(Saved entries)
--
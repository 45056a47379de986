//! Enumeration types used throughout the simulation.

use serde::{Deserialize, Serialize};

/// Game phase (top-level state).
#[derive(Debug, Clone, Copy, Default, PartialEq, Eq, Serialize, Deserialize)]
pub enum GamePhase {
    #[default]
    MainMenu,
    Active,
    Paused,
    GameOver,
}

/// Capability tag for interaction dispatch.
///
/// Every entity carries exactly one kind; the interaction pass matches
/// on ordered `(ContactKind, ContactKind)` pairs, so each kind's
/// reactions are declared in one exhaustive table rather than scattered
/// type tests.
#[derive(Debug, Clone, Copy, PartialEq, Eq, Hash, Serialize, Deserialize)]
pub enum ContactKind {
    /// The player's surface ship.
    Ship,
    /// An enemy submarine.
    Submarine,
    /// A sinking depth charge dropped by the ship.
    DepthCharge,
    /// A rising height charge fired by a submarine.
    HeightCharge,
    /// A short-lived explosion marker; interacts with nothing.
    Explosion,
}

/// Horizontal direction, used for steering and for picking which side
/// of the ship a depth charge drops from.
#[derive(Debug, Clone, Copy, PartialEq, Eq, Serialize, Deserialize)]
pub enum Side {
    Left,
    Right,
}

impl Side {
    pub fn is_left(self) -> bool {
        self == Side::Left
    }
}
// ---- Damage state machine and game over ----

#[test]
fn test_three_hits_end_the_game_with_one_finalize() {
    let mut engine = active_engine(42);
    let mut game_over_events = 0;

    for _ in 0..3 {
        let ship_pos = ship_position(&engine);
        engine.spawn_test_height_charge(ship_pos.x + 10.0, ship_pos.y);
        let snap = engine.tick();
        game_over_events += snap
            .events
            .iter()
            .filter(|e| matches!(e, GameEvent::GameOver))
            .count();
    }

    assert_eq!(engine.phase(), GamePhase::GameOver);
    assert_eq!(game_over_events, 1, "finalize fires exactly once");
    assert_eq!(count_kind::<Ship>(&engine), 0, "Dead ship reaped");

    // Once over, ticking is inert: no systems run, no new events.
    let snap = engine.tick();
    assert!(snap.events.is_empty());
    assert!(snap.ship.is_none());
}

#[test]
fn test_new_game_resets_after_game_over() {
    let mut engine = active_engine(42);
    for _ in 0..3 {
        let ship_pos = ship_position(&engine);
        engine.spawn_test_height_charge(ship_pos.x + 10.0, ship_pos.y);
        engine.tick();
    }
    assert_eq!(engine.phase(), GamePhase::GameOver);

    engine.queue_command(PlayerCommand::NewGame);
    let snap = engine.tick();

    assert_eq!(engine.phase(), GamePhase::Active);
    assert_eq!(engine.time().tick, 1);
    assert_eq!(snap.ship.expect("fresh ship").health, SHIP_START_HEALTH);
    assert_eq!(engine.score().subs_sunk, 0);
}

// ---- Charge lifetimes ----

#[test]
fn test_depth_charge_detonates_on_bottom() {
    let mut world = hecs::World::new();
    let charge = world_setup::spawn_depth_charge(
        &mut world,
        100.0,
        WORLD_HEIGHT - DEPTH_CHARGE_HEIGHT,
    );

    systems::charges::run(&mut world);

    assert!(world.get::<&DepthCharge>(charge).unwrap().detonated);
    assert!(!world.get::<&Liveness>(charge).unwrap().alive);

    let mut despawn_buffer = Vec::new();
    let mut spawn_buffer = Vec::new();
    let mut events = Vec::new();
    let mut score = ScoreState::default();
    systems::reap::run(
        &mut world,
        &mut despawn_buffer,
        &mut spawn_buffer,
        &mut events,
        &mut score,
    );

    assert!(world.get::<&DepthCharge>(charge).is_err(), "despawned");
    assert!(
        spawn_buffer
            .iter()
            .any(|r| matches!(r, SpawnRequest::Explosion { .. })),
        "Bottom detonation leaves an explosion"
    );
}

#[test]
fn test_height_charge_fizzles_above_surface() {
    let mut world = hecs::World::new();
    let charge = world_setup::spawn_height_charge(
        &mut world,
        100.0,
        SURFACE_Y - SHIP_SURFACE_OFFSET - HEIGHT_CHARGE_HEIGHT - 1.0,
    );

    systems::charges::run(&mut world);

    assert!(!world.get::<&Liveness>(charge).unwrap().alive);
    assert!(!world.get::<&HeightCharge>(charge).unwrap().exploded);

    let mut despawn_buffer = Vec::new();
    let mut spawn_buffer = Vec::new();
    let mut events = Vec::new();
    let mut score = ScoreState::default();
    systems::reap::run(
        &mut world,
        &mut despawn_buffer,
        &mut spawn_buffer,
        &mut events,
        &mut score,
    );

    assert!(spawn_buffer.is_empty(), "Fizzle leaves no explosion");
    assert!(events.is_empty());
}

#[test]
fn test_sub_leaving_playfield_is_not_scored() {
    let mut world = hecs::World::new();
    let sub = world_setup::spawn_submarine(&mut world, 100.0, Side::Right);
    {
        // Push it past the far (left) edge.
        let mut pos = world.get::<&mut Position>(sub).unwrap();
        pos.x = -SUB_WIDTH - 1.0;
    }

    let mut rng = <rand_chacha::ChaCha8Rng as rand::SeedableRng>::seed_from_u64(1);
    let mut spawn_buffer = Vec::new();
    let mut events = Vec::new();
    systems::submarine::run(&mut world, &mut rng, &mut spawn_buffer, &mut events);

    assert!(!world.get::<&Liveness>(sub).unwrap().alive);
    assert!(!world.get::<&Submarine>(sub).unwrap().sunk);

    let mut despawn_buffer = Vec::new();
    let mut score = ScoreState::default();
    systems::reap::run(
        &mut world,
        &mut despawn_buffer,
        &mut spawn_buffer,
        &mut events,
        &mut score,
    );

    assert_eq!(score.subs_sunk, 0);
    assert!(spawn_buffer.is_empty(), "No explosion for a clean exit");
}

// ---- Patrol schedule ----

#[test]
fn test_patrol_schedule_spawns_once_per_entry() {
    let mut schedule = PatrolSchedule::default_patrol();
    let mut spawn_buffer = Vec::new();

    systems::patrol::run(&mut schedule, 0, &mut spawn_buffer);
    assert_eq!(spawn_buffer.len(), 1, "Only the first entry is due");

    systems::patrol::run(&mut schedule, 0, &mut spawn_buffer);
    assert_eq!(spawn_buffer.len(), 1, "Entries never double-spawn");

    systems::patrol::run(&mut schedule, PATROL_INTERVAL_TICKS, &mut spawn_buffer);
    assert_eq!(spawn_buffer.len(), 2);
}

#[test]
fn test_patrol_subs_enter_the_world() {
    let mut engine = active_engine(42);
    assert_eq!(
        count_kind::<Submarine>(&engine),
        1,
        "First patrol sub committed at the end of the first tick"
    );

    for _ in 0..PATROL_INTERVAL_TICKS {
        engine.tick();
    }
    assert_eq!(count_kind::<Submarine>(&engine), 2);
}
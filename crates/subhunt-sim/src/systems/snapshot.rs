//! Snapshot system: queries the ECS world and builds a complete
//! GameStateSnapshot.
//!
//! This system is read-only — it never modifies the world.

use hecs::World;

use subhunt_core::components::*;
use subhunt_core::enums::{ContactKind, GamePhase};
use subhunt_core::events::GameEvent;
use subhunt_core::state::*;
use subhunt_core::types::{Position, SimTime, Velocity};

use crate::engine::ScoreState;

/// Build a complete GameStateSnapshot from the current world state.
pub fn build_snapshot(
    world: &World,
    time: &SimTime,
    phase: GamePhase,
    events: Vec<GameEvent>,
    score: &ScoreState,
) -> GameStateSnapshot {
    GameStateSnapshot {
        time: *time,
        phase,
        ship: build_ship(world),
        contacts: build_contacts(world),
        events,
        score: ScoreView {
            subs_sunk: score.subs_sunk,
            charges_dropped: score.charges_dropped,
        },
    }
}

/// Build the ship view, if a ship exists.
fn build_ship(world: &World) -> Option<ShipView> {
    world
        .query::<(&Ship, &Position, &Velocity)>()
        .iter()
        .next()
        .map(|(_, (ship, pos, vel))| ShipView {
            position: *pos,
            speed_x: vel.x,
            health: ship.health,
        })
}

/// Build views for every non-ship entity, kind by kind so the output
/// order is stable for a given world history.
fn build_contacts(world: &World) -> Vec<ContactView> {
    let mut contacts = Vec::new();

    let mut subs = world.query::<(&Submarine, &Position, &Velocity, &Extent)>();
    for (_, (_sub, pos, vel, extent)) in subs.iter() {
        contacts.push(contact(ContactKind::Submarine, pos, vel, extent));
    }

    let mut depth_charges = world.query::<(&DepthCharge, &Position, &Velocity, &Extent)>();
    for (_, (_charge, pos, vel, extent)) in depth_charges.iter() {
        contacts.push(contact(ContactKind::DepthCharge, pos, vel, extent));
    }

    let mut height_charges = world.query::<(&HeightCharge, &Position, &Velocity, &Extent)>();
    for (_, (_charge, pos, vel, extent)) in height_charges.iter() {
        contacts.push(contact(ContactKind::HeightCharge, pos, vel, extent));
    }

    let mut explosions = world.query::<(&Explosion, &Position, &Velocity, &Extent)>();
    for (_, (_explosion, pos, vel, extent)) in explosions.iter() {
        contacts.push(contact(ContactKind::Explosion, pos, vel, extent));
    }

    contacts
}

fn contact(kind: ContactKind, pos: &Position, vel: &Velocity, extent: &Extent) -> ContactView {
    ContactView {
        kind,
        position: *pos,
        velocity: *vel,
        width: extent.width,
        height: extent.height,
    }
}
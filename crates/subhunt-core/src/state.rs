//! Game state snapshot — the complete visible state produced each tick.

use serde::{Deserialize, Serialize};

use crate::enums::{ContactKind, GamePhase};
use crate::events::GameEvent;
use crate::types::{Position, SimTime, Velocity};

/// Complete game state returned by the engine after each tick.
#[derive(Debug, Clone, Default, Serialize, Deserialize)]
pub struct GameStateSnapshot {
    pub time: SimTime,
    pub phase: GamePhase,
    pub ship: Option<ShipView>,
    pub contacts: Vec<ContactView>,
    pub events: Vec<GameEvent>,
    pub score: ScoreView,
}

/// The player's ship for display.
#[derive(Debug, Clone, Default, Serialize, Deserialize)]
pub struct ShipView {
    pub position: Position,
    /// Horizontal speed (px/s, signed; negative = leftward).
    pub speed_x: f64,
    pub health: u32,
}

/// Any other visible entity.
#[derive(Debug, Clone, Serialize, Deserialize)]
pub struct ContactView {
    pub kind: ContactKind,
    pub position: Position,
    pub velocity: Velocity,
    pub width: f64,
    pub height: f64,
}

/// Running score for display.
#[derive(Debug, Clone, Copy, Default, Serialize, Deserialize)]
pub struct ScoreView {
    pub subs_sunk: u32,
    pub charges_dropped: u32,
}
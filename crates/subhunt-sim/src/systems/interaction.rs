//! Interaction pass: pairwise AABB dispatch between live contacts.
//!
//! The contact list is collected up front, so every entity present at
//! the start of the tick participates even if something earlier in the
//! pass destroyed it — removal is the reap pass's job. Entities spawned
//! this tick sit in the spawn buffer and are not in the world yet, so
//! they never interact in the tick that requested them.
//!
//! Dispatch fires for both orientations of every unordered pair and
//! matches on ordered `(ContactKind, ContactKind)` — each kind's
//! reactions live in one arm, and unrecognized pairings fall through to
//! the no-op arm. Height charges and submarines are passive targets:
//! only the ship and depth-charge arms do anything.

use hecs::World;

use subhunt_core::components::{DepthCharge, Extent, HeightCharge, Liveness, Ship, Submarine};
use subhunt_core::enums::ContactKind;
use subhunt_core::events::GameEvent;
use subhunt_core::types::{Aabb, Position};

/// A snapshot of one entity taken at the start of the pass.
#[derive(Debug, Clone, Copy)]
struct Contact {
    entity: hecs::Entity,
    kind: ContactKind,
    aabb: Aabb,
}

/// Run the interaction pass over every ordered pair of contacts.
pub fn run(world: &mut World, events: &mut Vec<GameEvent>) {
    let contacts = collect_contacts(world);

    for a in &contacts {
        for b in &contacts {
            if a.entity == b.entity {
                continue;
            }
            dispatch(world, a, b, events);
        }
    }
}

/// Collect every interactable entity with its capability tag and box.
/// Explosions are excluded: they interact with nothing.
fn collect_contacts(world: &World) -> Vec<Contact> {
    let mut contacts = Vec::new();

    let mut ships = world.query::<(&Ship, &Position, &Extent)>();
    for (entity, (_ship, pos, extent)) in ships.iter() {
        contacts.push(Contact {
            entity,
            kind: ContactKind::Ship,
            aabb: Aabb::from_parts(*pos, extent.width, extent.height),
        });
    }

    let mut subs = world.query::<(&Submarine, &Position, &Extent)>();
    for (entity, (_sub, pos, extent)) in subs.iter() {
        contacts.push(Contact {
            entity,
            kind: ContactKind::Submarine,
            aabb: Aabb::from_parts(*pos, extent.width, extent.height),
        });
    }

    let mut depth_charges = world.query::<(&DepthCharge, &Position, &Extent)>();
    for (entity, (_charge, pos, extent)) in depth_charges.iter() {
        contacts.push(Contact {
            entity,
            kind: ContactKind::DepthCharge,
            aabb: Aabb::from_parts(*pos, extent.width, extent.height),
        });
    }

    let mut height_charges = world.query::<(&HeightCharge, &Position, &Extent)>();
    for (entity, (_charge, pos, extent)) in height_charges.iter() {
        contacts.push(Contact {
            entity,
            kind: ContactKind::HeightCharge,
            aabb: Aabb::from_parts(*pos, extent.width, extent.height),
        });
    }

    contacts
}

/// React `a` to `b`. Safe to call for any pairing; only the recognized
/// arms do work, and each latch is idempotent.
fn dispatch(world: &mut World, a: &Contact, b: &Contact, events: &mut Vec<GameEvent>) {
    match (a.kind, b.kind) {
        // The ship reacts to the explosive height hazard: the hazard
        // explodes and the ship takes one hit.
        (ContactKind::Ship, ContactKind::HeightCharge) => {
            if !a.aabb.intersects(&b.aabb) {
                return;
            }
            if let Ok((charge, liveness)) =
                world.query_one_mut::<(&mut HeightCharge, &mut Liveness)>(b.entity)
            {
                charge.explode(liveness);
            }
            if let Ok((ship, liveness)) =
                world.query_one_mut::<(&mut Ship, &mut Liveness)>(a.entity)
            {
                let before = ship.health;
                ship.damage(liveness);
                if ship.health != before {
                    events.push(GameEvent::ShipDamaged {
                        health_remaining: ship.health,
                    });
                }
            }
        }

        // A depth charge reacts to a submarine: the sub is sunk and the
        // charge detonates.
        (ContactKind::DepthCharge, ContactKind::Submarine) => {
            if !a.aabb.intersects(&b.aabb) {
                return;
            }
            if let Ok((sub, liveness)) =
                world.query_one_mut::<(&mut Submarine, &mut Liveness)>(b.entity)
            {
                sub.sunk = true;
                liveness.destroy();
            }
            if let Ok((charge, liveness)) =
                world.query_one_mut::<(&mut DepthCharge, &mut Liveness)>(a.entity)
            {
                charge.detonate(liveness);
            }
        }

        // Everything else — including the passive orientations of the
        // pairs above — is a no-op, never an error.
        _ => {}
    }
}
//! Explosion timer system.
//!
//! Explosion markers tick down and destroy themselves. They carry no
//! interactions; they exist so the driver can render detonations.

use hecs::World;

use subhunt_core::components::{Explosion, Liveness};

/// Count down all live explosion markers.
pub fn run(world: &mut World) {
    for (_entity, (explosion, liveness)) in world.query_mut::<(&mut Explosion, &mut Liveness)>() {
        if !liveness.alive {
            continue;
        }
        explosion.remaining_ticks = explosion.remaining_ticks.saturating_sub(1);
        if explosion.remaining_ticks == 0 {
            liveness.destroy();
        }
    }
}
//! Simulation engine — the core of the game.
//!
//! `SimulationEngine` owns the hecs ECS world, processes player
//! commands at tick boundaries, runs all systems in a fixed order, and
//! produces `GameStateSnapshot`s. Completely headless, enabling
//! deterministic testing.
//!
//! The per-tick pipeline is the load-bearing part: update systems run
//! first (each kind's pre-movement step, then kinematic integration),
//! then the pairwise interaction pass over entities live at the start
//! of the tick, then the reap pass (finalize + despawn), and finally
//! the commit pass that drains buffered spawn requests into the world.
//! Spawns requested during a tick therefore never see — and are never
//! seen by — that tick's passes.

use std::collections::VecDeque;

use hecs::World;
use rand::SeedableRng;
use rand_chacha::ChaCha8Rng;

use subhunt_core::commands::PlayerCommand;
use subhunt_core::enums::GamePhase;
use subhunt_core::events::GameEvent;
use subhunt_core::state::GameStateSnapshot;
use subhunt_core::types::SimTime;

use crate::systems;
use crate::systems::patrol::PatrolSchedule;
use crate::world_setup;
use crate::world_setup::SpawnRequest;

/// Configuration for starting a new simulation.
pub struct SimConfig {
    /// RNG seed for determinism. Same seed = same simulation.
    pub seed: u64,
    /// Initial time scale (1.0 = normal).
    pub time_scale: f64,
}

impl Default for SimConfig {
    fn default() -> Self {
        Self {
            seed: 42,
            time_scale: 1.0,
        }
    }
}

/// Running score for the current game.
#[derive(Debug, Clone, Copy, Default)]
pub struct ScoreState {
    pub subs_sunk: u32,
    pub charges_dropped: u32,
}

/// The simulation engine. Owns the ECS world and all sim state.
pub struct SimulationEngine {
    world: World,
    time: SimTime,
    phase: GamePhase,
    time_scale: f64,
    rng: ChaCha8Rng,
    command_queue: VecDeque<PlayerCommand>,
    spawn_buffer: Vec<SpawnRequest>,
    despawn_buffer: Vec<hecs::Entity>,
    events: Vec<GameEvent>,
    patrol: PatrolSchedule,
    score: ScoreState,
}

impl SimulationEngine {
    /// Create a new simulation engine with the given config.
    pub fn new(config: SimConfig) -> Self {
        Self {
            world: World::new(),
            time: SimTime::default(),
            phase: GamePhase::default(),
            time_scale: config.time_scale,
            rng: ChaCha8Rng::seed_from_u64(config.seed),
            command_queue: VecDeque::new(),
            spawn_buffer: Vec::new(),
            despawn_buffer: Vec::new(),
            events: Vec::new(),
            patrol: PatrolSchedule::default(),
            score: ScoreState::default(),
        }
    }

    /// Queue a player command for processing at the next tick boundary.
    pub fn queue_command(&mut self, command: PlayerCommand) {
        self.command_queue.push_back(command);
    }

    /// Queue multiple commands.
    pub fn queue_commands(&mut self, commands: impl IntoIterator<Item = PlayerCommand>) {
        self.command_queue.extend(commands);
    }

    /// Advance the simulation by one tick and return the resulting
    /// snapshot.
    pub fn tick(&mut self) -> GameStateSnapshot {
        self.process_commands();

        if self.phase == GamePhase::Active {
            self.run_systems();
            self.time.advance();
        }

        let events = std::mem::take(&mut self.events);
        if events.iter().any(|e| matches!(e, GameEvent::GameOver)) {
            self.phase = GamePhase::GameOver;
        }

        systems::snapshot::build_snapshot(&self.world, &self.time, self.phase, events, &self.score)
    }

    /// Get the current game phase.
    pub fn phase(&self) -> GamePhase {
        self.phase
    }

    /// Get the current simulation time.
    pub fn time(&self) -> SimTime {
        self.time
    }

    /// Get the current time scale.
    pub fn time_scale(&self) -> f64 {
        self.time_scale
    }

    /// Get a read-only reference to the ECS world.
    pub fn world(&self) -> &World {
        &self.world
    }

    /// Get the current score.
    pub fn score(&self) -> ScoreState {
        self.score
    }

    /// Spawn a height charge immediately at the given position.
    #[cfg(test)]
    pub fn spawn_test_height_charge(&mut self, x: f64, y: f64) {
        world_setup::spawn_height_charge(&mut self.world, x, y);
    }

    /// Get a mutable world reference (for tests that poke entity state
    /// directly).
    #[cfg(test)]
    pub fn world_mut(&mut self) -> &mut World {
        &mut self.world
    }

    /// Process all queued commands.
    fn process_commands(&mut self) {
        while let Some(command) = self.command_queue.pop_front() {
            self.handle_command(command);
        }
    }

    /// Handle a single player command.
    fn handle_command(&mut self, command: PlayerCommand) {
        match command {
            PlayerCommand::Accelerate { side } => {
                if self.phase == GamePhase::Active {
                    systems::ship::accelerate(&mut self.world, side);
                }
            }
            PlayerCommand::DropCharge { side } => {
                if self.phase == GamePhase::Active {
                    systems::ship::request_drop(&mut self.world, side);
                }
            }
            PlayerCommand::SetTimeScale { scale } => {
                self.time_scale = scale.clamp(0.0, 4.0);
            }
            PlayerCommand::NewGame => {
                if matches!(self.phase, GamePhase::MainMenu | GamePhase::GameOver) {
                    self.world.clear();
                    self.spawn_buffer.clear();
                    self.despawn_buffer.clear();
                    self.events.clear();
                    world_setup::setup_game(&mut self.world);
                    self.patrol = PatrolSchedule::default_patrol();
                    self.score = ScoreState::default();
                    self.time = SimTime::default();
                    self.phase = GamePhase::Active;
                }
            }
            PlayerCommand::ReturnToMenu => {
                if self.phase == GamePhase::GameOver {
                    self.phase = GamePhase::MainMenu;
                }
            }
            PlayerCommand::Pause => {
                if self.phase == GamePhase::Active {
                    self.phase = GamePhase::Paused;
                }
            }
            PlayerCommand::Resume => {
                if self.phase == GamePhase::Paused {
                    self.phase = GamePhase::Active;
                }
            }
        }
    }

    /// Run all systems in the authoritative per-tick order.
    fn run_systems(&mut self) {
        // 1. Scheduled submarine arrivals (buffered like every spawn)
        systems::patrol::run(&mut self.patrol, self.time.tick, &mut self.spawn_buffer);
        // 2. Update pass: per-kind pre-movement steps...
        systems::ship::run(
            &mut self.world,
            &mut self.spawn_buffer,
            &mut self.events,
            &mut self.score,
        );
        systems::submarine::run(
            &mut self.world,
            &mut self.rng,
            &mut self.spawn_buffer,
            &mut self.events,
        );
        systems::charges::run(&mut self.world);
        systems::explosion::run(&mut self.world);
        // ...then kinematic integration, last
        systems::movement::run(&mut self.world);
        // 3. Interaction pass over entities live at the start of the tick
        systems::interaction::run(&mut self.world, &mut self.events);
        // 4. Reap pass: finalize exactly once, then despawn
        systems::reap::run(
            &mut self.world,
            &mut self.despawn_buffer,
            &mut self.spawn_buffer,
            &mut self.events,
            &mut self.score,
        );
        // 5. Commit pass: buffered spawns join the world for next tick
        world_setup::commit_spawns(&mut self.world, &mut self.spawn_buffer);
    }
}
--
▸ **Work item**
How many of the lines above include the word "tests"? State that number and nothing else.

▸ **Answer to the problem**
2